Help with shards


(mic) #1

Some please help me make sense of the below and if there is away it can be solved.
I am running version 2.4 of graylog and deployed an OVA.

Elasticsearch cluster

**The possible Elasticsearch cluster states and more related information is available in the [Graylog documentation]

Elasticsearch cluster is red. Shards: 79 active, 0 initializing, 0 relocating, 81 unassigned,

Indexer failures

**Every message that was not successfully indexed will be logged as an indexer failure.

There were 158,424 failed indexing attempts in the last 24 hours.
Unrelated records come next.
//! Host address validation and timestamp formatting.

use chrono::{DateTime, Local, NaiveDateTime};
use regex::Regex;
use std::sync::OnceLock;

static IPV4_REGEX: OnceLock<Regex> = OnceLock::new();

fn ipv4_regex() -> &'static Regex {
    IPV4_REGEX.get_or_init(|| {
        Regex::new(
            r"^((25[0-5]|2[0-4][0-9]|[01]?[0-9][0-9]?)\.){3}(25[0-5]|2[0-4][0-9]|[01]?[0-9][0-9]?)$",
        )
        .expect("Invalid IPv4 regex")
    })
}

/// Dotted-quad IPv4 address with every octet in 0–255.
pub fn is_valid_ip(ip: &str) -> bool {
    ipv4_regex().is_match(ip)
}

/// Format a backend timestamp as `YYYY-MM-DD HH:MM:SS` in local time.
///
/// `None` or an empty string yields `unknown`. Text that is not a
/// recognizable timestamp is returned unchanged.
pub fn format_time(time: Option<&str>, unknown: &str) -> String {
    let raw = match time.map(str::trim) {
        Some(raw) if !raw.is_empty() => raw,
        _ => return unknown.to_string(),
    };

    if let Ok(parsed) = DateTime::parse_from_rfc3339(raw) {
        return parsed
            .with_timezone(&Local)
            .format("%Y-%m-%d %H:%M:%S")
            .to_string();
    }

    // The backend writes naive ISO timestamps (`datetime.now().isoformat()`)
    if let Ok(parsed) = NaiveDateTime::parse_from_str(raw, "%Y-%m-%dT%H:%M:%S%.f") {
        return parsed.format("%Y-%m-%d %H:%M:%S").to_string();
    }

    raw.to_string()
}
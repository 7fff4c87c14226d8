//! Chart surface registry: one rendering surface per display container.

use crate::charts::binder::{ChartDataset, CPU_PALETTE, MEMORY_PALETTE};
use crate::metrics::MetricField;
use crate::ui::document::Document;
use std::collections::HashMap;
use tracing::{debug, info, warn};

/// The charts the dashboard knows how to draw.
#[derive(Debug, Clone, Copy, PartialEq, Eq, Hash)]
pub enum ChartKind {
    Cpu,
    Memory,
}

impl ChartKind {
    pub const ALL: [ChartKind; 2] = [ChartKind::Cpu, ChartKind::Memory];

    /// Conventional container id for this chart.
    pub fn container_id(&self) -> &'static str {
        match self {
            ChartKind::Cpu => "cpuChart",
            ChartKind::Memory => "memoryChart",
        }
    }

    pub fn field(&self) -> MetricField {
        match self {
            ChartKind::Cpu => MetricField::Cpu,
            ChartKind::Memory => MetricField::Memory,
        }
    }

    /// Translation key of the chart title.
    pub fn title_key(&self) -> &'static str {
        match self {
            ChartKind::Cpu => "chart.cpu_title",
            ChartKind::Memory => "chart.memory_title",
        }
    }

    pub fn palette(&self) -> &'static [&'static str] {
        match self {
            ChartKind::Cpu => CPU_PALETTE,
            ChartKind::Memory => MEMORY_PALETTE,
        }
    }
}

/// Display options of a line chart surface.
#[derive(Debug, Clone, PartialEq)]
pub struct ChartOptions {
    pub title: String,
    pub y_min: f64,
    pub y_max: f64,
}

impl ChartOptions {
    /// Options for a percentage chart: y axis fixed to 0–100.
    pub fn percentage(title: impl Into<String>) -> Self {
        Self {
            title: title.into(),
            y_min: 0.0,
            y_max: 100.0,
        }
    }
}

/// Backend-owned drawing handle for one surface.
pub trait SurfaceHandle {
    fn redraw(&mut self, options: &ChartOptions, labels: &[String], datasets: &[ChartDataset]);

    /// Release the backend resources. The handle is dropped right after.
    fn destroy(&mut self);
}

/// Creates drawing handles.
pub trait RenderBackend {
    type Handle: SurfaceHandle;

    fn create_surface(&mut self, container_id: &str, kind: ChartKind, options: &ChartOptions) -> Self::Handle;
}

/// A registered chart: its last rendered data plus the backend handle.
#[derive(Debug)]
pub struct Surface<H> {
    container_id: String,
    kind: ChartKind,
    options: ChartOptions,
    labels: Vec<String>,
    datasets: Vec<ChartDataset>,
    handle: H,
}

impl<H> Surface<H> {
    pub fn container_id(&self) -> &str {
        &self.container_id
    }

    pub fn kind(&self) -> ChartKind {
        self.kind
    }

    pub fn options(&self) -> &ChartOptions {
        &self.options
    }

    pub fn labels(&self) -> &[String] {
        &self.labels
    }

    pub fn datasets(&self) -> &[ChartDataset] {
        &self.datasets
    }

    pub fn handle(&self) -> &H {
        &self.handle
    }
}

pub struct ChartRegistry<B: RenderBackend> {
    backend: B,
    surfaces: HashMap<String, Surface<B::Handle>>,
}

impl<B: RenderBackend> ChartRegistry<B> {
    pub fn new(backend: B) -> Self {
        Self {
            backend,
            surfaces: HashMap::new(),
        }
    }

    /// Create a surface in `container_id`.
    ///
    /// Returns `None` when the document has no such container. Registering
    /// an id twice destroys the previous surface first.
    pub fn register<D: Document + ?Sized>(
        &mut self,
        doc: &D,
        container_id: &str,
        kind: ChartKind,
        options: ChartOptions,
    ) -> Option<&Surface<B::Handle>> {
        if !doc.has_element(container_id) {
            warn!("Chart container not found: {}", container_id);
            return None;
        }

        if self.destroy(container_id) {
            debug!("Replaced existing surface in {}", container_id);
        }

        let mut handle = self.backend.create_surface(container_id, kind, &options);
        handle.redraw(&options, &[], &[]);

        info!("Registered {:?} chart in {}", kind, container_id);

        let surface = Surface {
            container_id: container_id.to_string(),
            kind,
            options,
            labels: Vec::new(),
            datasets: Vec::new(),
            handle,
        };
        self.surfaces.insert(container_id.to_string(), surface);
        self.surfaces.get(container_id)
    }

    /// Replace a surface's labels and datasets and redraw it.
    ///
    /// Returns `false` (and does nothing) when no surface is registered
    /// under `container_id`.
    pub fn update(&mut self, container_id: &str, datasets: Vec<ChartDataset>, labels: Vec<String>) -> bool {
        let Some(surface) = self.surfaces.get_mut(container_id) else {
            debug!("No surface registered for {}, skipping update", container_id);
            return false;
        };

        surface.datasets = datasets;
        surface.labels = labels;
        surface
            .handle
            .redraw(&surface.options, &surface.labels, &surface.datasets);
        true
    }

    /// Change a surface's title and redraw it.
    pub fn set_title(&mut self, container_id: &str, title: &str) -> bool {
        let Some(surface) = self.surfaces.get_mut(container_id) else {
            return false;
        };

        surface.options.title = title.to_string();
        surface
            .handle
            .redraw(&surface.options, &surface.labels, &surface.datasets);
        true
    }

    pub fn get(&self, container_id: &str) -> Option<&Surface<B::Handle>> {
        self.surfaces.get(container_id)
    }

    /// Registered surfaces, in no particular order.
    pub fn surfaces(&self) -> impl Iterator<Item = &Surface<B::Handle>> {
        self.surfaces.values()
    }

    /// Destroy one surface. Returns whether it existed.
    pub fn destroy(&mut self, container_id: &str) -> bool {
        match self.surfaces.remove(container_id) {
            Some(mut surface) => {
                surface.handle.destroy();
                true
            }
            None => false,
        }
    }

    /// Destroy every surface and empty the registry.
    pub fn destroy_all(&mut self) {
        let count = self.surfaces.len();
        for (_, mut surface) in self.surfaces.drain() {
            surface.handle.destroy();
        }
        if count > 0 {
            info!("Destroyed {} chart surfaces", count);
        }
    }

    pub fn len(&self) -> usize {
        self.surfaces.len()
    }

    pub fn is_empty(&self) -> bool {
        self.surfaces.is_empty()
    }

    pub fn backend(&self) -> &B {
        &self.backend
    }
}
“”"""""""""""""""""""""""""""""""""""""""""""""""""""""""""""""""""""""""""""""""""""""""""""""""""""""""""""""
type":“unavailable_shards_exception”,“reason”:"[graylog_496][0] primary shard is not active Timeout: [1m], request: [BulkShardRequest [[graylog_496][0]] containing [115] requests]


(Jan Doberstein) #2

Did you check if you are not out of space on the OVA?


(Tess) #3

That would definitely mess up your Elastic, as I’ve learned on these forums :slight_smile:

Currently working on getting some Elastic monitoring set up on our env to prevent bad situations like these.


(mic) #4

Hello Jan,
Thanks. The server space is good.
Filesystem Size Used Avail Use% Mounted on
udev 3.9G 4.0K 3.9G 1% /dev
tmpfs 799M 468K 798M 1% /run
/dev/dm-0 15G 3.1G 12G 22% /
none 4.0K 0 4.0K 0% /sys/fs/cgroup
none 5.0M 0 5.0M 0% /run/lock
none 3.9G 0 3.9G 0% /run/shm
none 100M 0 100M 0% /run/user
/dev/sda1 236M 75M 149M 34% /boot
/dev/sdb1 187G 37G 141G 21% /var/opt/graylog/data


(Tess) #5

Could you please poke around the ElasticSearch API, based on instructions from here?

https://www.elastic.co/guide/en/elasticsearch/reference/current/cat-shards.html

checking the status of the shards in your ElasticSearch will give you a precise status code, as per the list below:

https://www.elastic.co/guide/en/elasticsearch/reference/current/cat-shards.html#reason-unassigned

This will make it clear why the shards are “unassigned”.

Could it be that someone has been manually deleting files in /var/opt/graylog/data, to clean up more disk space? :wink:


(Ben van Staveren) #6

I can recommend using Telegraf + Grafana to yank metrics out of ES and do alerting out of Grafana, with ElasticHQ installed somewhere as a neat little tool to quickly ascertain what your cluster’s up to.


#7

hi,

  • how many elasticsearch nodes do you have?
  • how many replicas do you have?

The number of replicas needs to be less than the number of servers.


(mic) #8

Its one node. and 1 replica.


(mic) #9

Hi Tess,
Thanks for the response. I tried out the links but couldnt make much out of them.
And not, the disk as you can see from the information i posted has about 60% of it free.


#10

You cannot have replicas, if you have only one node. You should set that to 0.

Probably about 79 of your unassigned shards come from the replica shards that the cluster is not able to put anywhere, since you do not have a second node for them.

After setting the number of replicas and restarting elasticsearch, you can safely delete the replica shards with curl.


(system) closed #11

This topic was automatically closed 14 days after the last reply. New replies are no longer allowed.